> **What is expected**: Each line with the string "static" is to be copied from the records below.

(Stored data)
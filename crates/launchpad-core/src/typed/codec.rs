//! PayloadCodec - Task と content bytes の相互変換
//!
//! content は JSON bytes。スキーマを持たないストア列に入るので、
//! 型との対応はここでだけ保証されます。

use super::task::Task;
use crate::domain::{ErrorKind, TaskType};

#[derive(Debug, thiserror::Error)]
pub enum CodecError {
    #[error("failed to encode {task_type} payload: {source}")]
    Encode {
        task_type: TaskType,
        #[source]
        source: serde_json::Error,
    },

    #[error("failed to decode {task_type} payload: {source}")]
    Decode {
        task_type: TaskType,
        #[source]
        source: serde_json::Error,
    },
}

impl CodecError {
    pub fn kind(&self) -> ErrorKind {
        match self {
            CodecError::Encode { .. } => ErrorKind::Validation,
            CodecError::Decode { .. } => ErrorKind::Handler,
        }
    }
}

pub struct PayloadCodec;

impl PayloadCodec {
    pub fn encode<T: Task>(task: &T) -> Result<Vec<u8>, CodecError> {
        serde_json::to_vec(task).map_err(|source| CodecError::Encode {
            task_type: T::TYPE,
            source,
        })
    }

    pub fn decode<T: Task>(content: &[u8]) -> Result<T, CodecError> {
        serde_json::from_slice(content).map_err(|source| CodecError::Decode {
            task_type: T::TYPE,
            source,
        })
    }
}
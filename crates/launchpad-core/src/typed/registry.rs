//! TypedRegistry - Handler の登録と管理
//!
//! # 学習ポイント
//! - HashMap での型消去された trait object の管理
//! - Generic methods での登録と型安全性
//! - Arc による共有所有権

use crate::typed::handler::TypedHandler;

use super::handler::{DynHandler, Handler};
use super::task::Task;
use crate::domain::TaskType;
use std::collections::HashMap;
use std::sync::Arc;

/// TypedRegistry は TaskType ごとに 1 つの Handler を保持
///
/// ```ignore
/// let mut registry = TypedRegistry::new();
/// registry.register::<AutoPublishTask, _>(handler)?;
/// let workers = registry.into_handlers(); // [(TaskType, Arc<dyn DynHandler>)]
/// ```
#[derive(Default)]
pub struct TypedRegistry {
    handlers: HashMap<TaskType, Arc<dyn DynHandler>>,
}

#[derive(Debug, Clone, PartialEq, Eq, thiserror::Error)]
pub enum RegistryError {
    #[error("handler for task type '{0}' is already registered")]
    AlreadyRegistered(TaskType),
}

impl TypedRegistry {
    pub fn new() -> Self {
        Self::default()
    }

    pub fn register<T: Task, H: Handler<T> + 'static>(
        &mut self,
        handler: H,
    ) -> Result<(), RegistryError> {
        if self.handlers.contains_key(&T::TYPE) {
            return Err(RegistryError::AlreadyRegistered(T::TYPE));
        }
        self.handlers
            .insert(T::TYPE, Arc::new(TypedHandler::<T, H>::new(handler)));
        Ok(())
    }

    #[cfg(test)]
    pub(crate) fn get(&self, task_type: TaskType) -> Option<Arc<dyn DynHandler>> {
        self.handlers.get(&task_type).cloned()
    }

    /// 登録済みの TaskType（順序は TaskType の Ord）
    pub fn registered_types(&self) -> Vec<TaskType> {
        let mut types: Vec<TaskType> = self.handlers.keys().copied().collect();
        types.sort();
        types
    }

    pub fn into_handlers(self) -> Vec<(TaskType, Arc<dyn DynHandler>)> {
        let mut handlers: Vec<_> = self.handlers.into_iter().collect();
        handlers.sort_by_key(|(task_type, _)| *task_type);
        handlers
    }
}

#[cfg(test)]
mod tests {
    use super::*;
    use crate::typed::handler::fixtures::{OtherSampleHandler, SampleHandler};
    use crate::typed::task::fixtures::{OtherSampleTask, SampleTask};

    #[test]
    fn register_and_get() {
        let mut registry = TypedRegistry::new();
        registry.register::<SampleTask, _>(SampleHandler).unwrap();

        let retrieved = registry.get(SampleTask::TYPE).unwrap();
        assert_eq!(retrieved.task_type(), TaskType::GameAutoPublish);
        assert!(registry.get(OtherSampleTask::TYPE).is_none());
    }

    #[test]
    fn double_registration_is_rejected() {
        let mut registry = TypedRegistry::new();
        registry.register::<SampleTask, _>(SampleHandler).unwrap();
        let result = registry.register::<SampleTask, _>(SampleHandler);
        assert_eq!(
            result,
            Err(RegistryError::AlreadyRegistered(TaskType::GameAutoPublish))
        );
    }

    #[test]
    fn registered_types_are_sorted() {
        let mut registry = TypedRegistry::new();
        registry
            .register::<OtherSampleTask, _>(OtherSampleHandler)
            .unwrap();
        registry.register::<SampleTask, _>(SampleHandler).unwrap();

        assert_eq!(
            registry.registered_types(),
            vec![TaskType::GameAutoPublish, TaskType::GameNotifyReservedUsers]
        );
        let handlers = registry.into_handlers();
        assert_eq!(handlers.len(), 2);
        assert_eq!(handlers[1].1.task_type(), TaskType::GameNotifyReservedUsers);
    }
}
//! Errors - エラー分類とストアエラー
//!
//! 各レイヤーのエラー型は `kind()` で ErrorKind を返します。
//! 呼び出し側はこの分類だけを見てリトライ可否やログレベルを決めます。

/// ErrorKind は運用上の分類
///
/// - Validation: 呼び出し側の入力/状態が不正（リトライ無意味）
/// - Concurrency: version CAS の競合（読み直してからリトライ可能）
/// - Infrastructure: ストアやメッセージバスの障害（一時的）
/// - Handler: タスク handler の失敗（backoff 付きで再実行）
/// - Configuration: 起動時の構成ミス（fail-fast）
#[derive(Debug, Clone, Copy, PartialEq, Eq)]
pub enum ErrorKind {
    Validation,
    Concurrency,
    Infrastructure,
    Handler,
    Configuration,
}

/// StoreError は永続化ポートのエラー
#[derive(Debug, Clone, PartialEq, Eq, thiserror::Error)]
pub enum StoreError {
    #[error("{entity} {id} not found")]
    NotFound { entity: &'static str, id: i64 },

    /// version 付き UPDATE が 0 行だった
    #[error("{entity} {id} was modified concurrently (expected version {expected})")]
    VersionConflict {
        entity: &'static str,
        id: i64,
        expected: i64,
    },

    #[error("store unavailable: {0}")]
    Unavailable(String),
}

impl StoreError {
    pub fn kind(&self) -> ErrorKind {
        match self {
            StoreError::NotFound { .. } => ErrorKind::Validation,
            StoreError::VersionConflict { .. } => ErrorKind::Concurrency,
            StoreError::Unavailable(_) => ErrorKind::Infrastructure,
        }
    }

    pub fn is_conflict(&self) -> bool {
        matches!(self, StoreError::VersionConflict { .. })
    }
}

> **Answer section**:
    pub fn register<T: Task, H: Handler<T> + 'static>(
    NotFound { entity: &'static str, id: i64 },
        entity: &'static str,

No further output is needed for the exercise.